===== Exercise data =====

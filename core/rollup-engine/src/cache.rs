//! FILENAME: core/rollup-engine/src/cache.rs
//! Result Cache - memoized pipeline outputs.
//!
//! Keys are the compact JSON serialization of the whole raw input. Values
//! are shared snapshots: a hit hands back the very `Arc` stored by the run
//! that produced it. No eviction, no TTL, no size bound; entries live until
//! deleted or cleared.

use std::sync::Arc;

use rustc_hash::FxHashMap;
use serde_json::Value;

use crate::error::RollupError;
use crate::view::ProcessedOutput;

#[derive(Debug, Default)]
pub struct ResultCache {
    entries: FxHashMap<String, Arc<ProcessedOutput>>,
}

impl ResultCache {
    pub fn new() -> Self {
        Self::default()
    }

    /// Serializes the raw input into its lookup key.
    /// Only serialization-identical inputs share a key.
    pub fn generate_key(data: &Value) -> Result<String, RollupError> {
        Ok(serde_json::to_string(data)?)
    }

    pub fn get(&self, key: &str) -> Option<Arc<ProcessedOutput>> {
        self.entries.get(key).cloned()
    }

    pub fn set(&mut self, key: String, value: Arc<ProcessedOutput>) {
        self.entries.insert(key, value);
    }

    pub fn has(&self, key: &str) -> bool {
        self.entries.contains_key(key)
    }

    pub fn delete(&mut self, key: &str) -> Option<Arc<ProcessedOutput>> {
        self.entries.remove(key)
    }

    pub fn clear(&mut self) {
        self.entries.clear();
    }

    pub fn len(&self) -> usize {
        self.entries.len()
    }

    pub fn is_empty(&self) -> bool {
        self.entries.is_empty()
    }
}
//! A finished module and its textual dump.

use crate::arena::Arena;
use crate::bits::{resolve_signal, BitSource};
use crate::cell::{Cell, CellKind};
use crate::ids::{CellId, SignalId};
use crate::port::{Port, PortDirection};
use crate::signal::Signal;
use crate::types::TypeDb;
use bitgrid_common::{Ident, Interner};
use serde::{Deserialize, Serialize};
use std::collections::HashMap;
use std::fmt;

/// A module produced by [`ModuleBuilder::finish`](crate::ModuleBuilder::finish).
#[derive(Debug, Clone, Serialize, Deserialize)]
pub struct Module {
    /// The module name.
    pub name: Ident,
    /// The external interface, in declaration order.
    pub ports: Vec<Port>,
    /// All signals: input ports first as declared, then cell outputs.
    pub signals: Arena<SignalId, Signal>,
    /// All cells in construction order.
    pub cells: Arena<CellId, Cell>,
    /// Types of the signals above.
    pub types: TypeDb,
}

impl Module {
    /// Finds a port by name.
    pub fn port(&self, interner: &Interner, name: &str) -> Option<&Port> {
        self.ports
            .iter()
            .find(|p| interner.resolve(p.name) == name)
    }

    /// Maps each cell output back to its cell.
    pub fn driver_map(&self) -> HashMap<SignalId, CellId> {
        self.cells
            .values()
            .filter_map(|cell| cell.output().map(|sig| (sig, cell.id)))
            .collect()
    }

    /// Bit provenance of a signal, LSB first.
    pub fn resolve_bits(&self, signal: SignalId) -> Vec<BitSource> {
        let drivers = self.driver_map();
        let mut memo = HashMap::new();
        resolve_signal(
            signal,
            &self.signals,
            &self.cells,
            &self.types,
            &drivers,
            &mut memo,
        )
    }

    /// Number of cells of each mnemonic, for quick structural checks.
    pub fn cell_histogram(&self) -> HashMap<&'static str, usize> {
        let mut hist = HashMap::new();
        for cell in self.cells.values() {
            *hist.entry(cell.kind.mnemonic()).or_insert(0) += 1;
        }
        hist
    }

    /// Returns a [`Display`](fmt::Display) adapter printing the module as text.
    pub fn display<'a>(&'a self, interner: &'a Interner) -> ModuleDisplay<'a> {
        ModuleDisplay {
            module: self,
            interner,
        }
    }
}

/// Textual IR dump of a [`Module`].
pub struct ModuleDisplay<'a> {
    module: &'a Module,
    interner: &'a Interner,
}

impl fmt::Display for ModuleDisplay<'_> {
    fn fmt(&self, f: &mut fmt::Formatter<'_>) -> fmt::Result {
        let m = self.module;
        let name = |id: Ident| self.interner.resolve(id);
        writeln!(f, "module {} {{", name(m.name))?;
        for port in m.ports.iter().filter(|p| p.direction == PortDirection::Input) {
            if let Some(sig) = port.signal {
                writeln!(
                    f,
                    "  input {sig} {} : {}",
                    name(port.name),
                    m.types.display(port.ty)
                )?;
            }
        }
        for cell in m.cells.values() {
            let Some(out) = cell.output() else { continue };
            let sig = &m.signals[out];
            let operands: Vec<String> = cell.inputs().map(|s| s.to_string()).collect();
            let attrs = match &cell.kind {
                CellKind::Const { value } => format!(" {}'b{value}", value.width()),
                CellKind::Slice { offset, width } => format!("[{offset} +: {width}]"),
                _ => String::new(),
            };
            let mut rhs = format!("{}{attrs}", cell.kind.mnemonic());
            if !operands.is_empty() {
                rhs.push(' ');
                rhs.push_str(&operands.join(", "));
            }
            writeln!(
                f,
                "  {out} {} = {rhs} : {}",
                name(sig.name),
                m.types.display(sig.ty)
            )?;
        }
        for port in m.ports.iter().filter(|p| p.direction == PortDirection::Output) {
            let driver = port
                .signal
                .map(|s| s.to_string())
                .unwrap_or_else(|| "<undriven>".to_string());
            writeln!(
                f,
                "  output {} : {} = {driver}",
                name(port.name),
                m.types.display(port.ty)
            )?;
        }
        write!(f, "}}")
    }
}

=====

[About this task] Only the number should be given: how many lines in the entries above contain the string "PortDirection"?

[Expected output] 3